▶ [WHAT TO PRODUCE]: In the entries below, find the line with "let signature = Ssh2String::parse(&body.tail(at)?)?;" and the line with "assert_eq!(bytes.len(), message.length());". Return those two lines and all lines between them, exactly.

▶ [EXCERPTED DATA]:
○ ○ ○ ○ ○
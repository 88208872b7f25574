use std::fmt;
use std::sync::LazyLock;

use serde::Serialize;

use crate::codec::bits::put_u32;
use crate::codec::packet::hex;
use crate::codec::{BuildError, ByteOrder, CodecError, DispatchTable, Element, RawView};
use crate::protocols::numbers::Ssh2MessageNumber;

use super::layout;
use super::types::{Ssh2Boolean, Ssh2MpInt, Ssh2NameList, Ssh2String};

/// SSH_MSG_KEXINIT (RFC 4253 section 7.1).
#[derive(Debug, Clone, Default, PartialEq, Eq, Hash, Serialize)]
pub struct Ssh2KexInit {
    pub cookie: [u8; layout::COOKIE_LEN],
    pub kex_algorithms: Ssh2NameList,
    pub server_host_key_algorithms: Ssh2NameList,
    pub encryption_algorithms_client_to_server: Ssh2NameList,
    pub encryption_algorithms_server_to_client: Ssh2NameList,
    pub mac_algorithms_client_to_server: Ssh2NameList,
    pub mac_algorithms_server_to_client: Ssh2NameList,
    pub compression_algorithms_client_to_server: Ssh2NameList,
    pub compression_algorithms_server_to_client: Ssh2NameList,
    pub languages_client_to_server: Ssh2NameList,
    pub languages_server_to_client: Ssh2NameList,
    pub first_kex_packet_follows: Ssh2Boolean,
    pub reserved: u32,
}

impl Ssh2KexInit {
    /// The ten name-lists in wire order.
    pub fn name_lists(&self) -> [(&'static str, &Ssh2NameList); layout::KEXINIT_NAME_LISTS] {
        [
            ("kex_algorithms", &self.kex_algorithms),
            ("server_host_key_algorithms", &self.server_host_key_algorithms),
            (
                "encryption_algorithms_client_to_server",
                &self.encryption_algorithms_client_to_server,
            ),
            (
                "encryption_algorithms_server_to_client",
                &self.encryption_algorithms_server_to_client,
            ),
            (
                "mac_algorithms_client_to_server",
                &self.mac_algorithms_client_to_server,
            ),
            (
                "mac_algorithms_server_to_client",
                &self.mac_algorithms_server_to_client,
            ),
            (
                "compression_algorithms_client_to_server",
                &self.compression_algorithms_client_to_server,
            ),
            (
                "compression_algorithms_server_to_client",
                &self.compression_algorithms_server_to_client,
            ),
            ("languages_client_to_server", &self.languages_client_to_server),
            ("languages_server_to_client", &self.languages_server_to_client),
        ]
    }

    fn parse(body: &RawView<'_>) -> Result<(Self, usize), CodecError> {
        let cookie = body.read_array::<{ layout::COOKIE_LEN }>(0)?;
        let mut at = layout::COOKIE_LEN;
        let mut name_list = || -> Result<Ssh2NameList, CodecError> {
            let list = Ssh2NameList::parse(&body.tail(at)?)?;
            at += list.length();
            Ok(list)
        };
        let kex_algorithms = name_list()?;
        let server_host_key_algorithms = name_list()?;
        let encryption_algorithms_client_to_server = name_list()?;
        let encryption_algorithms_server_to_client = name_list()?;
        let mac_algorithms_client_to_server = name_list()?;
        let mac_algorithms_server_to_client = name_list()?;
        let compression_algorithms_client_to_server = name_list()?;
        let compression_algorithms_server_to_client = name_list()?;
        let languages_client_to_server = name_list()?;
        let languages_server_to_client = name_list()?;
        let first_kex_packet_follows = Ssh2Boolean::parse(&body.tail(at)?)?;
        at += first_kex_packet_follows.length();
        let reserved = body.read_u32_be(at)?;
        at += layout::RESERVED_LEN;

        let kex_init = Self {
            cookie,
            kex_algorithms,
            server_host_key_algorithms,
            encryption_algorithms_client_to_server,
            encryption_algorithms_server_to_client,
            mac_algorithms_client_to_server,
            mac_algorithms_server_to_client,
            compression_algorithms_client_to_server,
            compression_algorithms_server_to_client,
            languages_client_to_server,
            languages_server_to_client,
            first_kex_packet_follows,
            reserved,
        };
        Ok((kex_init, at))
    }

    fn write_to(&self, out: &mut Vec<u8>) {
        out.extend_from_slice(&self.cookie);
        for (_, list) in self.name_lists() {
            list.write_to(out);
        }
        out.push(self.first_kex_packet_follows.raw());
        put_u32(out, self.reserved, ByteOrder::BigEndian);
    }

    fn length(&self) -> usize {
        layout::COOKIE_LEN
            + self
                .name_lists()
                .iter()
                .map(|(_, list)| list.length())
                .sum::<usize>()
            + self.first_kex_packet_follows.length()
            + layout::RESERVED_LEN
    }
}

/// The message carried by a binary packet, message number included.
#[derive(Debug, Clone, PartialEq, Eq, Hash, Serialize)]
pub enum Ssh2Message {
    KexInit(Ssh2KexInit),
    NewKeys,
    /// Client's ephemeral public value `e`.
    KexDhInit { e: Ssh2MpInt },
    /// Host key, server's ephemeral value `f`, and the exchange hash signature.
    KexDhReply {
        host_key: Ssh2String,
        f: Ssh2MpInt,
        signature: Ssh2String,
    },
    Unknown {
        message_number: Ssh2MessageNumber,
        data: Vec<u8>,
    },
}

impl Ssh2Message {
    pub fn message_number(&self) -> Ssh2MessageNumber {
        match self {
            Ssh2Message::KexInit(_) => Ssh2MessageNumber::KEXINIT,
            Ssh2Message::NewKeys => Ssh2MessageNumber::NEWKEYS,
            Ssh2Message::KexDhInit { .. } => Ssh2MessageNumber::KEXDH_INIT,
            Ssh2Message::KexDhReply { .. } => Ssh2MessageNumber::KEXDH_REPLY,
            Ssh2Message::Unknown { message_number, .. } => *message_number,
        }
    }

    /// Decode the message filling `view`, dispatching on its first octet.
    pub fn parse(view: &RawView<'_>) -> Result<Self, CodecError> {
        let view = view.within("SSH2 message");
        let number = view.read_u8(layout::MESSAGE_NUMBER_OFFSET)?;
        let body = view.tail(1)?;
        let (message, used) = MESSAGE_DECODERS.get(number)(number, &body)?;
        if used != body.len() {
            return Err(view.malformed(format!(
                "{} leaves {} trailing bytes",
                Ssh2MessageNumber(number),
                body.len() - used
            )));
        }
        Ok(message)
    }

    pub fn validate(&self) -> Result<(), BuildError> {
        if let Ssh2Message::KexInit(kex_init) = self {
            for (field, list) in kex_init.name_lists() {
                list.validate(field)?;
            }
        }
        Ok(())
    }

    pub fn write_to(&self, out: &mut Vec<u8>) {
        out.push(self.message_number().value());
        match self {
            Ssh2Message::KexInit(kex_init) => kex_init.write_to(out),
            Ssh2Message::NewKeys => {}
            Ssh2Message::KexDhInit { e } => e.write_to(out),
            Ssh2Message::KexDhReply {
                host_key,
                f,
                signature,
            } => {
                host_key.write_to(out);
                f.write_to(out);
                signature.write_to(out);
            }
            Ssh2Message::Unknown { data, .. } => out.extend_from_slice(data),
        }
    }
}

impl Element for Ssh2Message {
    fn length(&self) -> usize {
        1 + match self {
            Ssh2Message::KexInit(kex_init) => kex_init.length(),
            Ssh2Message::NewKeys => 0,
            Ssh2Message::KexDhInit { e } => e.length(),
            Ssh2Message::KexDhReply {
                host_key,
                f,
                signature,
            } => host_key.length() + f.length() + signature.length(),
            Ssh2Message::Unknown { data, .. } => data.len(),
        }
    }
}

impl fmt::Display for Ssh2Message {
    fn fmt(&self, f: &mut fmt::Formatter<'_>) -> fmt::Result {
        write!(f, "{}", self.message_number())?;
        match self {
            Ssh2Message::KexInit(kex_init) => {
                write!(f, " cookie 0x{}", hex(&kex_init.cookie))?;
                for (name, list) in kex_init.name_lists() {
                    write!(f, ", {}: {}", name, list)?;
                }
                write!(
                    f,
                    ", first_kex_packet_follows: {}",
                    kex_init.first_kex_packet_follows
                )
            }
            Ssh2Message::NewKeys => Ok(()),
            Ssh2Message::KexDhInit { e } => write!(f, " e: {}", e),
            Ssh2Message::KexDhReply {
                host_key,
                f: value,
                signature,
            } => write!(
                f,
                " K_S: {} bytes, f: {}, signature: {} bytes",
                host_key.data().len(),
                value,
                signature.data().len()
            ),
            Ssh2Message::Unknown { data, .. } => write!(f, " 0x{}", hex(data)),
        }
    }
}

/// Decodes a message body (after the number); returns the bytes it used.
type MessageDecoder = fn(u8, &RawView<'_>) -> Result<(Ssh2Message, usize), CodecError>;

static MESSAGE_DECODERS: LazyLock<DispatchTable<MessageDecoder>> = LazyLock::new(|| {
    DispatchTable::new(decode_unknown as MessageDecoder)
        .with(
            Ssh2MessageNumber::KEXINIT.value(),
            decode_kex_init as MessageDecoder,
        )
        .with(
            Ssh2MessageNumber::NEWKEYS.value(),
            decode_new_keys as MessageDecoder,
        )
        .with(
            Ssh2MessageNumber::KEXDH_INIT.value(),
            decode_kexdh_init as MessageDecoder,
        )
        .with(
            Ssh2MessageNumber::KEXDH_REPLY.value(),
            decode_kexdh_reply as MessageDecoder,
        )
});

fn decode_kex_init(_: u8, body: &RawView<'_>) -> Result<(Ssh2Message, usize), CodecError> {
    let (kex_init, used) = Ssh2KexInit::parse(body)?;
    Ok((Ssh2Message::KexInit(kex_init), used))
}

fn decode_new_keys(_: u8, _: &RawView<'_>) -> Result<(Ssh2Message, usize), CodecError> {
    Ok((Ssh2Message::NewKeys, 0))
}

fn decode_kexdh_init(_: u8, body: &RawView<'_>) -> Result<(Ssh2Message, usize), CodecError> {
    let e = Ssh2MpInt::parse(body)?;
    let used = e.length();
    Ok((Ssh2Message::KexDhInit { e }, used))
}

fn decode_kexdh_reply(_: u8, body: &RawView<'_>) -> Result<(Ssh2Message, usize), CodecError> {
    let host_key = Ssh2String::parse(body)?;
    let mut at = host_key.length();
    let f = Ssh2MpInt::parse(&body.tail(at)?)?;
    at += f.length();
    let signature = Ssh2String::parse(&body.tail(at)?)?;
    at += signature.length();
    Ok((
        Ssh2Message::KexDhReply {
            host_key,
            f,
            signature,
        },
        at,
    ))
}

fn decode_unknown(number: u8, body: &RawView<'_>) -> Result<(Ssh2Message, usize), CodecError> {
    Ok((
        Ssh2Message::Unknown {
            message_number: Ssh2MessageNumber(number),
            data: body.bytes().to_vec(),
        },
        body.len(),
    ))
}

#[cfg(test)]
mod tests {
    use super::*;

    fn encode(message: &Ssh2Message) -> Vec<u8> {
        let mut out = Vec::new();
        message.write_to(&mut out);
        out
    }

    fn sample_kex_init() -> Ssh2KexInit {
        Ssh2KexInit {
            cookie: [0x11; layout::COOKIE_LEN],
            kex_algorithms: Ssh2NameList::new([
                "curve25519-sha256",
                "diffie-hellman-group14-sha256",
            ]),
            server_host_key_algorithms: Ssh2NameList::new(["ssh-ed25519"]),
            encryption_algorithms_client_to_server: Ssh2NameList::new(["aes128-ctr"]),
            encryption_algorithms_server_to_client: Ssh2NameList::new(["aes128-ctr"]),
            mac_algorithms_client_to_server: Ssh2NameList::new(["hmac-sha2-256"]),
            mac_algorithms_server_to_client: Ssh2NameList::new(["hmac-sha2-256"]),
            compression_algorithms_client_to_server: Ssh2NameList::new(["none"]),
            compression_algorithms_server_to_client: Ssh2NameList::new(["none"]),
            ..Ssh2KexInit::default()
        }
    }

    #[test]
    fn kex_init_round_trip() {
        let message = Ssh2Message::KexInit(sample_kex_init());
        let bytes = encode(&message);
        assert_eq!(bytes[0], 20);
        assert_eq!(bytes.len(), message.length());
        let decoded = Ssh2Message::parse(&RawView::of("SSH2", &bytes)).unwrap();
        assert_eq!(decoded, message);
        let Ssh2Message::KexInit(kex_init) = decoded else {
            panic!("expected KEXINIT");
        };
        assert!(kex_init.languages_client_to_server.names().is_empty());
        assert!(!kex_init.first_kex_packet_follows.value());
    }

    #[test]
    fn truncated_kex_init_is_too_short() {
        let bytes = encode(&Ssh2Message::KexInit(sample_kex_init()));
        let err = Ssh2Message::parse(&RawView::of("SSH2", &bytes[..30])).unwrap_err();
        assert!(matches!(err, CodecError::TooShort { .. }));
    }

    #[test]
    fn kexdh_messages() {
        let init = Ssh2Message::KexDhInit {
            e: Ssh2MpInt::from_unsigned(&[0x80, 0x01]),
        };
        assert_eq!(encode(&init), [30, 0, 0, 0, 3, 0x00, 0x80, 0x01]);

        let reply = Ssh2Message::KexDhReply {
            host_key: Ssh2String::new(b"key".to_vec()),
            f: Ssh2MpInt::from_unsigned(&[0x05]),
            signature: Ssh2String::new(b"sig".to_vec()),
        };
        let bytes = encode(&reply);
        assert_eq!(Ssh2Message::parse(&RawView::of("SSH2", &bytes)).unwrap(), reply);
    }

    #[test]
    fn trailing_bytes_in_known_message_are_malformed() {
        let err = Ssh2Message::parse(&RawView::of("SSH2", &[21, 0])).unwrap_err();
        assert!(matches!(err, CodecError::Malformed { .. }));
    }

    #[test]
    fn unknown_message_keeps_body() {
        let mut bytes = vec![5, 0, 0, 0, 12];
        bytes.extend_from_slice(b"ssh-userauth");
        let message = Ssh2Message::parse(&RawView::of("SSH2", &bytes)).unwrap();
        assert_eq!(message.message_number(), Ssh2MessageNumber::SERVICE_REQUEST);
        assert_eq!(encode(&message), bytes);
    }

    #[test]
    fn invalid_name_is_rejected() {
        let mut kex_init = sample_kex_init();
        kex_init.kex_algorithms = Ssh2NameList::new(["a,b"]);
        let err = Ssh2Message::KexInit(kex_init).validate().unwrap_err();
        assert!(err.to_string().contains("kex_algorithms"));
    }
}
○ ○ ○ ○ ○
▶ [TASK RESULT]:
    let signature = Ssh2String::parse(&body.tail(at)?)?;
    at += signature.length();
    Ok((
        Ssh2Message::KexDhReply {
            host_key,
            f,
            signature,
        },
        at,
    ))
}

fn decode_unknown(number: u8, body: &RawView<'_>) -> Result<(Ssh2Message, usize), CodecError> {
    Ok((
        Ssh2Message::Unknown {
            message_number: Ssh2MessageNumber(number),
            data: body.bytes().to_vec(),
        },
        body.len(),
    ))
}

#[cfg(test)]
mod tests {
    use super::*;

    fn encode(message: &Ssh2Message) -> Vec<u8> {
        let mut out = Vec::new();
        message.write_to(&mut out);
        out
    }

    fn sample_kex_init() -> Ssh2KexInit {
        Ssh2KexInit {
            cookie: [0x11; layout::COOKIE_LEN],
            kex_algorithms: Ssh2NameList::new([
                "curve25519-sha256",
                "diffie-hellman-group14-sha256",
            ]),
            server_host_key_algorithms: Ssh2NameList::new(["ssh-ed25519"]),
            encryption_algorithms_client_to_server: Ssh2NameList::new(["aes128-ctr"]),
            encryption_algorithms_server_to_client: Ssh2NameList::new(["aes128-ctr"]),
            mac_algorithms_client_to_server: Ssh2NameList::new(["hmac-sha2-256"]),
            mac_algorithms_server_to_client: Ssh2NameList::new(["hmac-sha2-256"]),
            compression_algorithms_client_to_server: Ssh2NameList::new(["none"]),
            compression_algorithms_server_to_client: Ssh2NameList::new(["none"]),
            ..Ssh2KexInit::default()
        }
    }

    #[test]
    fn kex_init_round_trip() {
        let message = Ssh2Message::KexInit(sample_kex_init());
        let bytes = encode(&message);
        assert_eq!(bytes[0], 20);
        assert_eq!(bytes.len(), message.length());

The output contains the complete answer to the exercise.